Thank you. And you raise a good point, as folks are checking to make sure they are registered as Democrats they should also check and see if there's been any changes in their districts since redistricting. Because we're sharing lists of who are the current DSCC members for your district and it's really good form, frankly, to call the current member and ask them if they're planning to run again, some of them aren't. And some of them, as I've been coaching folks through this process through the last few weeks, some folks have called and just... some of the younger people have been calling older DSCC members and letting them know of their interest in running and some of the older DSCC members are, like, "Awesome, I will step aside and let you have the seat." So some of that is happening. There are opportunities for that.

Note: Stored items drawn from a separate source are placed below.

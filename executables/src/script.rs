//! Parsing and running of range operation scripts.
//!
//! A script consists of one command per line. Empty lines and lines starting with `#` are ignored.
//! The first command builds the tree, every following one queries or updates it.
//! ```text
//! values 2 1 3 7     # positions hold 2, 1, 3 and 7
//! fill 8 5           # 8 positions holding 5
//! empty 8            # 8 positions holding the neutral value
//! query 0 4          # combine positions 0..4
//! update 1 3 10      # modify positions 1..3 with 10
//! ```

use std::{ops::Range, str::FromStr};

use algorithms::segment_tree::{
    algebras::{MaxAdd, MinAdd, SumAdd, SumAssign, SumCount},
    LazySegmentTree,
};
use common::{AlgoError, AlgoResult, LazyAlgebra};
use serde::Serialize;

use crate::config::AlgebraKind;

/// How the tree of a script gets built.
#[derive(Debug, Clone, PartialEq, Eq)]
pub enum Build {
    /// One position per value.
    Values(Vec<i64>),
    /// `len` positions all holding `value`.
    Fill {
        /// Number of positions.
        len: usize,
        /// The value of every position.
        value: i64,
    },
    /// `len` positions holding the neutral value.
    Empty(usize),
}

/// A query or update of a script.
#[derive(Debug, Clone, PartialEq, Eq)]
pub enum Operation {
    /// Combine all values in the range.
    Query(Range<usize>),
    /// Modify all values in the range.
    Update(Range<usize>, i64),
}

/// A parsed script.
#[derive(Debug, Clone, PartialEq, Eq)]
pub struct Script {
    /// How to build the tree.
    pub build: Build,
    /// The operations together with the (1-based) line they were read from.
    pub operations: Vec<(usize, Operation)>,
}

/// The result of a single query of a script.
#[derive(Debug, Clone, PartialEq, Eq, Serialize)]
pub struct QueryRecord {
    /// The (1-based) line of the query.
    pub line: usize,
    /// The queried range as given, before clamping.
    pub start: usize,
    /// The end of the queried range as given, before clamping.
    pub end: usize,
    /// The rendered result, `None` if the algebra has nothing to show for an empty range.
    pub result: Option<i64>,
}

fn parse_number<T: FromStr>(line: usize, token: &str) -> AlgoResult<T>
where
    AlgoError: From<T::Err>,
{
    token.parse::<T>().map_err(|err| {
        AlgoError::RethrowAlgoError(
            format!("line {}: invalid number {:?}", line, token),
            Box::new(AlgoError::from(err)),
        )
    })
}

fn expect_arguments(line: usize, command: &str, arguments: &[&str], count: usize) -> AlgoResult<()> {
    if arguments.len() == count {
        Ok(())
    } else {
        Err(format!(
            "line {}: {} expects {} arguments, got {}",
            line,
            command,
            count,
            arguments.len()
        )
        .into())
    }
}

fn parse_build(line: usize, command: &str, arguments: &[&str]) -> AlgoResult<Build> {
    match command {
        "values" => Ok(Build::Values(
            arguments
                .iter()
                .map(|token| parse_number(line, token))
                .collect::<AlgoResult<_>>()?,
        )),
        "fill" => {
            expect_arguments(line, command, arguments, 2)?;
            Ok(Build::Fill {
                len: parse_number(line, arguments[0])?,
                value: parse_number(line, arguments[1])?,
            })
        }
        "empty" => {
            expect_arguments(line, command, arguments, 1)?;
            Ok(Build::Empty(parse_number(line, arguments[0])?))
        }
        other => Err(format!(
            "line {}: expected one of values, fill, empty to build the tree, got {:?}",
            line, other
        )
        .into()),
    }
}

fn parse_operation(line: usize, command: &str, arguments: &[&str]) -> AlgoResult<Operation> {
    match command {
        "query" => {
            expect_arguments(line, command, arguments, 2)?;
            let start = parse_number(line, arguments[0])?;
            let end = parse_number(line, arguments[1])?;
            Ok(Operation::Query(start..end))
        }
        "update" => {
            expect_arguments(line, command, arguments, 3)?;
            let start = parse_number(line, arguments[0])?;
            let end = parse_number(line, arguments[1])?;
            Ok(Operation::Update(start..end, parse_number(line, arguments[2])?))
        }
        other => Err(format!("line {}: expected query or update, got {:?}", line, other).into()),
    }
}

impl FromStr for Script {
    type Err = AlgoError;

    fn from_str(source: &str) -> AlgoResult<Self> {
        let mut build = None;
        let mut operations = Vec::new();

        for (index, raw_line) in source.lines().enumerate() {
            let line = index + 1;
            let content = raw_line.split('#').next().unwrap_or("").trim();
            if content.is_empty() {
                continue;
            }
            let tokens: Vec<&str> = content.split_whitespace().collect();
            let (command, arguments) = (tokens[0], &tokens[1..]);

            if build.is_none() {
                build = Some(parse_build(line, command, arguments)?);
            } else {
                operations.push((line, parse_operation(line, command, arguments)?));
            }
        }

        match build {
            Some(build) => Ok(Script { build, operations }),
            None => Err("script is empty, it has to build a tree first".into()),
        }
    }
}

/// An algebra that can be driven by a script, which only knows about integers.
pub trait ScriptAlgebra: LazyAlgebra {
    /// The value of a single position holding `value`.
    fn value_from(value: i64) -> Self::Value;
    /// The modification a script means by `modification`.
    fn modification_from(modification: i64) -> Self::Modification;
    /// Converts an aggregate for output.
    fn render(value: &Self::Value) -> Option<i64>;
}

impl ScriptAlgebra for SumAdd {
    fn value_from(value: i64) -> SumCount {
        SumCount::single(value)
    }
    fn modification_from(modification: i64) -> i64 {
        modification
    }
    fn render(value: &SumCount) -> Option<i64> {
        Some(value.sum)
    }
}

impl ScriptAlgebra for SumAssign {
    fn value_from(value: i64) -> SumCount {
        SumCount::single(value)
    }
    fn modification_from(modification: i64) -> Option<i64> {
        Some(modification)
    }
    fn render(value: &SumCount) -> Option<i64> {
        Some(value.sum)
    }
}

impl ScriptAlgebra for MinAdd {
    fn value_from(value: i64) -> Option<i64> {
        Some(value)
    }
    fn modification_from(modification: i64) -> i64 {
        modification
    }
    fn render(value: &Option<i64>) -> Option<i64> {
        *value
    }
}

impl ScriptAlgebra for MaxAdd {
    fn value_from(value: i64) -> Option<i64> {
        Some(value)
    }
    fn modification_from(modification: i64) -> i64 {
        modification
    }
    fn render(value: &Option<i64>) -> Option<i64> {
        *value
    }
}

fn build_tree<A: ScriptAlgebra>(build: &Build) -> AlgoResult<LazySegmentTree<A>> {
    match build {
        Build::Values(values) => {
            LazySegmentTree::from_exact_iter(values.iter().map(|&value| A::value_from(value)))
        }
        Build::Fill { len, value } => Ok(LazySegmentTree::with_value(*len, A::value_from(*value))),
        Build::Empty(len) => Ok(LazySegmentTree::with_len(*len)),
    }
}

/// Runs `script` with the algebra `A` and gives the results of all queries in order.
pub fn run_script<A: ScriptAlgebra>(script: &Script) -> AlgoResult<Vec<QueryRecord>> {
    let mut tree = build_tree::<A>(&script.build)
        .map_err(AlgoError::rethrow_with("building the tree failed"))?;
    log::info!("Built tree with {} positions", tree.len());

    let mut records = Vec::new();
    for (line, operation) in &script.operations {
        match operation {
            Operation::Query(range) => {
                let result = A::render(&tree.query(range.clone()));
                log::debug!("line {}: query {:?} = {:?}", line, range, result);
                records.push(QueryRecord {
                    line: *line,
                    start: range.start,
                    end: range.end,
                    result,
                });
            }
            Operation::Update(range, modification) => {
                log::debug!("line {}: update {:?} with {}", line, range, modification);
                tree.update(range.clone(), &A::modification_from(*modification));
            }
        }
    }
    Ok(records)
}

/// Like [run_script], but picks the algebra at runtime.
pub fn run_script_with(kind: AlgebraKind, script: &Script) -> AlgoResult<Vec<QueryRecord>> {
    match kind {
        AlgebraKind::SumAdd => run_script::<SumAdd>(script),
        AlgebraKind::SumAssign => run_script::<SumAssign>(script),
        AlgebraKind::MinAdd => run_script::<MinAdd>(script),
        AlgebraKind::MaxAdd => run_script::<MaxAdd>(script),
    }
}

Peyton, you are running for reelection. I think you're changing districts, but maybe you were redistricted, one or the other, but you're running for reelection. Can you you tell us your experience a little bit and why you're returning?

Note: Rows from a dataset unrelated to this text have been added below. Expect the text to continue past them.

#![cfg_attr(feature = "strict", deny(warnings))]
#![cfg_attr(feature = "strict", deny(clippy::all))]
#![cfg_attr(feature = "strict", deny(missing_docs))]

//! This crate contains helper functions that are used exclusively in defining binaries, that is
//! main functions.
use common::{AlgoError, AlgoResult};

pub mod config;
pub mod script;

fn next_number<'a, I>(tokens: &mut I, what: &str) -> AlgoResult<i64>
where
    I: Iterator<Item = &'a str>,
{
    let token = tokens
        .next()
        .ok_or_else(|| AlgoError::from(format!("input ended before {}", what)))?;
    token.parse().map_err(|err| {
        AlgoError::RethrowAlgoError(
            format!("invalid {}: {:?}", what, token),
            Box::new(AlgoError::from(err)),
        )
    })
}

fn next_count<'a, I>(tokens: &mut I, what: &str) -> AlgoResult<usize>
where
    I: Iterator<Item = &'a str>,
{
    let count = next_number(tokens, what)?;
    if count < 0 {
        return Err(format!("{} must not be negative, got {}", what, count).into());
    }
    Ok(count as usize)
}

/// Reads two polynomials given as `n a_0 .. a_{n-1} m b_0 .. b_{m-1}`, separated by whitespace.
/// Coefficients start with the constant one.
/// # Returns
/// - An `Err` if a number is malformed, a count is negative or the input ends too early.
///   Anything after the second polynomial is ignored.
pub fn parse_coefficients(input: &str) -> AlgoResult<(Vec<i64>, Vec<i64>)> {
    let mut tokens = input.split_whitespace();
    let mut polynomial = |name: &str| -> AlgoResult<Vec<i64>> {
        let len = next_count(&mut tokens, &format!("the degree bound of {}", name))?;
        (0..len)
            .map(|i| next_number(&mut tokens, &format!("coefficient {} of {}", i, name)))
            .collect()
    };
    let a = polynomial("a")?;
    let b = polynomial("b")?;
    Ok((a, b))
}

#[cfg(test)]
mod tests {
    use super::*;

    #[test]
    fn coefficients_parse_across_lines() {
        let (a, b) = parse_coefficients("3\n1 2 3\n2\n4 5\n").unwrap();
        assert_eq!(a, vec![1, 2, 3]);
        assert_eq!(b, vec![4, 5]);
    }

    #[test]
    fn empty_polynomials_are_allowed() {
        let (a, b) = parse_coefficients("0 1 -7").unwrap();
        assert!(a.is_empty());
        assert_eq!(b, vec![-7]);
    }

    #[test]
    fn malformed_coefficients_are_rejected() {
        assert!(parse_coefficients("").is_err());
        assert!(parse_coefficients("2 1").is_err());
        assert!(parse_coefficients("-1 2").is_err());
        assert!(parse_coefficients("1 x 1 1").is_err());
        assert!(parse_coefficients("1 2 2 3").is_err());
    }
}
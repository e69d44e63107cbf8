//! Credential extraction from request headers.

use std::net::IpAddr;

use axum::http::HeaderMap;
use axum::http::header::AUTHORIZATION;

use crate::config::AuthConfig;

/// Raw, unverified credentials presented by a caller.
///
/// When both an API key and an `Authorization` header are present, the
/// resolver uses the API key and ignores the bearer token.
#[derive(Debug, Clone, Default, PartialEq, Eq)]
pub struct Credentials {
    pub api_key: Option<String>,
    pub service_name: Option<String>,
    /// Raw `Authorization` header value, including the scheme.
    pub authorization: Option<String>,
    pub remote_addr: Option<IpAddr>,
}

impl Credentials {
    /// Pull credentials out of request headers. Blank values count as absent.
    pub fn from_headers(headers: &HeaderMap, config: &AuthConfig, remote_addr: Option<IpAddr>) -> Self {
        let header = |name: &str| {
            headers
                .get(name)
                .and_then(|v| v.to_str().ok())
                .map(str::trim)
                .filter(|v| !v.is_empty())
                .map(str::to_string)
        };

        Self {
            api_key: header(&config.api_key_header),
            service_name: header(&config.service_name_header),
            authorization: header(AUTHORIZATION.as_str()),
            remote_addr,
        }
    }

    pub fn service_key(key: impl Into<String>, service: impl Into<String>) -> Self {
        Self {
            api_key: Some(key.into()),
            service_name: Some(service.into()),
            ..Self::default()
        }
    }

    pub fn bearer(token: impl AsRef<str>) -> Self {
        Self {
            authorization: Some(format!("Bearer {}", token.as_ref())),
            ..Self::default()
        }
    }

    pub fn with_remote_addr(mut self, addr: IpAddr) -> Self {
        self.remote_addr = Some(addr);
        self
    }

    /// Token part of a `Bearer` authorization header.
    ///
    /// `Some(None)` means a header was sent with another scheme or no token.
    pub(crate) fn bearer_token(&self) -> Option<Option<&str>> {
        self.authorization.as_deref().map(|raw| {
            let (scheme, token) = raw.split_once(' ')?;
            let token = token.trim();
            (scheme.eq_ignore_ascii_case("bearer") && !token.is_empty()).then_some(token)
        })
    }
}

Yes, my experience is very similar to Megs. You know, I was there during almost all of the chaotic things you saw on social media and whatnot. You know, there was one time a caucus of us walked out, when they voted to enact bylaws that were outrageous and allowed them to endorse non-Democrats, which totally makes sense... Anyway, so yeah, you know... I've been actively engaged in trying to oppose. I've also, you know, this was my first time being elected to DSCC, and, like, at the beginning of my term, I also very much so tried to engage with party leadership and, like, be of assistance and, you know, contribute to, like, what was happening within our party. My offers and ideas were never, you know, followed through with or approved or of interest. But that being said, you know, I... Any of you who know me, I have kind of been devoted to fighting the good fight for a while now so it's just who I am. I actually moved. So I am now in Lafayette, I used to be in St. Martin parish. And now, I'm going to be running in Lafayette. Thankfully, I've talked to the lady in my seat and she has told me that she is not interested in running because of all the chaos within the party that we've also discussed here. And she's been a longtime DSCC member, I think, for like three or four terms. So you know, if you're be fed up after that long I could only imagine... So yeah, you know, I'm running because I think it's the right thing to do and you have the, personally, I have the privilege to run, I have the ability to run, I have the energy to run and have the energy to deal with the drama that is our current party leadership. So you know, I hope to be a part of change, I hope that next next year we can have, you know, a shift towards actual democratic values. So I'll, you know, be there for that journey. And if that doesn't happen, I'll be fighting whoever is keeping us away from that.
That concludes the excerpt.